- [What you will do]: Look over the data below and give the number of lines containing the word "input", with no other words.

- [Records shown]:
++++++++

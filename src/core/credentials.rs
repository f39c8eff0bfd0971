//! Playlist URL credential parsing and provider endpoint construction.
//!
//! A subscriber playlist link (`get.php?username=U&password=P&type=m3u`)
//! carries the account credentials in its query string. The same host
//! answers the Xtream-style `player_api.php` account introspection call.

use std::fmt;

use serde::Serialize;
use url::Url;

use crate::error::ExtractError;

/// Fixed introspection path on the provider host.
pub const PLAYER_API_PATH: &str = "player_api.php";

/// Action that lists live channel categories (bouquets).
pub const ACTION_LIVE_CATEGORIES: &str = "get_live_categories";

/// Transport scheme of the playlist URL.
#[derive(Debug, Clone, Copy, PartialEq, Eq, Hash, Serialize)]
#[serde(rename_all = "lowercase")]
pub enum Scheme {
    Http,
    Https,
}

impl Scheme {
    #[must_use]
    pub const fn as_str(self) -> &'static str {
        match self {
            Self::Http => "http",
            Self::Https => "https",
        }
    }
}

impl fmt::Display for Scheme {
    fn fmt(&self, f: &mut fmt::Formatter<'_>) -> fmt::Result {
        f.write_str(self.as_str())
    }
}

/// Credentials recovered from a playlist URL.
///
/// `host` keeps an explicit port when the URL carried one, so the
/// introspection call reaches the same server as the playlist.
#[derive(Clone, PartialEq, Eq)]
pub struct PlaylistCredentials {
    pub scheme: Scheme,
    pub host: String,
    pub username: String,
    pub password: String,
}

impl fmt::Debug for PlaylistCredentials {
    fn fmt(&self, f: &mut fmt::Formatter<'_>) -> fmt::Result {
        f.debug_struct("PlaylistCredentials")
            .field("scheme", &self.scheme)
            .field("host", &self.host)
            .field("username", &self.username)
            .field("password", &"***")
            .finish()
    }
}

impl PlaylistCredentials {
    /// Parse a subscriber playlist URL.
    ///
    /// Extra query parameters (`type`, `output`, ...) are ignored. The first
    /// occurrence of `username` and `password` wins.
    ///
    /// # Errors
    ///
    /// - [`ExtractError::InvalidUrl`] when the input is not an absolute
    ///   http(s) URL with a host.
    /// - [`ExtractError::CredentialsMissing`] when `username` or `password`
    ///   is absent or empty.
    pub fn parse(raw_url: &str) -> Result<Self, ExtractError> {
        let trimmed = raw_url.trim();
        let invalid = |reason: String| ExtractError::InvalidUrl {
            input: trimmed.to_string(),
            reason,
        };

        let url = Url::parse(trimmed).map_err(|e| invalid(e.to_string()))?;

        let scheme = match url.scheme() {
            "http" => Scheme::Http,
            "https" => Scheme::Https,
            other => return Err(invalid(format!("unsupported scheme '{other}'"))),
        };

        let host = match url.host_str() {
            Some(h) if !h.is_empty() => h.to_string(),
            _ => return Err(invalid("missing host".to_string())),
        };
        let host = match url.port() {
            Some(port) => format!("{host}:{port}"),
            None => host,
        };

        let query_value = |key: &str| {
            url.query_pairs()
                .find(|(k, _)| k == key)
                .map(|(_, v)| v.into_owned())
                .filter(|v| !v.is_empty())
        };

        let username =
            query_value("username").ok_or(ExtractError::CredentialsMissing { missing: "username" })?;
        let password =
            query_value("password").ok_or(ExtractError::CredentialsMissing { missing: "password" })?;

        Ok(Self {
            scheme,
            host,
            username,
            password,
        })
    }

    /// Account introspection endpoint:
    /// `{scheme}://{host}/player_api.php?username=U&password=P`.
    #[must_use]
    pub fn endpoint(&self) -> String {
        self.player_api(&urlencoding::encode(&self.password), None)
    }

    /// [`Self::endpoint`] with the password masked, for display.
    #[must_use]
    pub fn redacted_endpoint(&self) -> String {
        self.player_api(&self.masked_password(), None)
    }

    /// Live category listing on the same provider.
    #[must_use]
    pub fn categories_endpoint(&self) -> String {
        self.player_api(&urlencoding::encode(&self.password), Some(ACTION_LIVE_CATEGORIES))
    }

    /// `password` is inserted as given, already encoded or masked.
    fn player_api(&self, password: &str, action: Option<&str>) -> String {
        let mut url = format!(
            "{}://{}/{PLAYER_API_PATH}?username={}&password={}",
            self.scheme,
            self.host,
            urlencoding::encode(&self.username),
            password,
        );
        if let Some(action) = action {
            url.push_str("&action=");
            url.push_str(action);
        }
        url
    }

    /// Password with all but the first character masked.
    #[must_use]
    pub fn masked_password(&self) -> String {
        let mut chars = self.password.chars();
        chars.next().map_or_else(String::new, |first| {
            format!("{first}{}", "*".repeat(chars.count()))
        })
    }
}

#[cfg(test)]
mod tests {
    use super::*;

    const SAMPLE: &str = "https://iptv.example.com:8080/get.php?username=john&password=secret123&type=m3u";

    #[test]
    fn parses_sample_playlist_url() {
        let creds = PlaylistCredentials::parse(SAMPLE).unwrap();
        assert_eq!(creds.scheme, Scheme::Https);
        assert_eq!(creds.host, "iptv.example.com:8080");
        assert_eq!(creds.username, "john");
        assert_eq!(creds.password, "secret123");
    }

    #[test]
    fn default_port_is_not_added_to_host() {
        let creds =
            PlaylistCredentials::parse("http://line.example.net/get.php?username=a&password=b")
                .unwrap();
        assert_eq!(creds.scheme, Scheme::Http);
        assert_eq!(creds.host, "line.example.net");
    }

    #[test]
    fn query_order_and_extra_params_are_ignored() {
        let creds = PlaylistCredentials::parse(
            "http://h.example/get.php?type=m3u_plus&output=ts&password=p%40ss&username=u%20x",
        )
        .unwrap();
        assert_eq!(creds.username, "u x");
        assert_eq!(creds.password, "p@ss");
    }

    #[test]
    fn missing_username_is_credentials_missing() {
        let err = PlaylistCredentials::parse("http://h.example/get.php?password=p").unwrap_err();
        assert_eq!(err, ExtractError::CredentialsMissing { missing: "username" });
    }

    #[test]
    fn empty_password_is_credentials_missing() {
        let err =
            PlaylistCredentials::parse("http://h.example/get.php?username=u&password=").unwrap_err();
        assert_eq!(err, ExtractError::CredentialsMissing { missing: "password" });
    }

    #[test]
    fn garbage_is_invalid_url() {
        for input in ["", "not a url", "/get.php?username=u&password=p", "http://"] {
            let err = PlaylistCredentials::parse(input).unwrap_err();
            assert!(
                matches!(err, ExtractError::InvalidUrl { .. }),
                "{input:?} gave {err:?}"
            );
        }
    }

    #[test]
    fn non_http_scheme_is_invalid_url() {
        let err =
            PlaylistCredentials::parse("ftp://h.example/get.php?username=u&password=p").unwrap_err();
        match err {
            ExtractError::InvalidUrl { reason, .. } => assert!(reason.contains("ftp")),
            other => panic!("expected InvalidUrl, got {other:?}"),
        }
    }

    #[test]
    fn endpoint_uses_player_api_path() {
        let creds = PlaylistCredentials::parse(SAMPLE).unwrap();
        assert_eq!(
            creds.endpoint(),
            "https://iptv.example.com:8080/player_api.php?username=john&password=secret123"
        );
    }

    #[test]
    fn categories_endpoint_appends_action() {
        let creds = PlaylistCredentials::parse(SAMPLE).unwrap();
        assert_eq!(
            creds.categories_endpoint(),
            "https://iptv.example.com:8080/player_api.php?username=john&password=secret123&action=get_live_categories"
        );
    }

    #[test]
    fn debug_output_hides_password() {
        let creds = PlaylistCredentials::parse(SAMPLE).unwrap();
        let debug = format!("{creds:?}");
        assert!(!debug.contains("secret123"));
        assert_eq!(creds.masked_password(), "s********");
        assert_eq!(
            creds.redacted_endpoint(),
            "https://iptv.example.com:8080/player_api.php?username=john&password=s********"
        );
    }
}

++++++++

- [Problem solution]: 5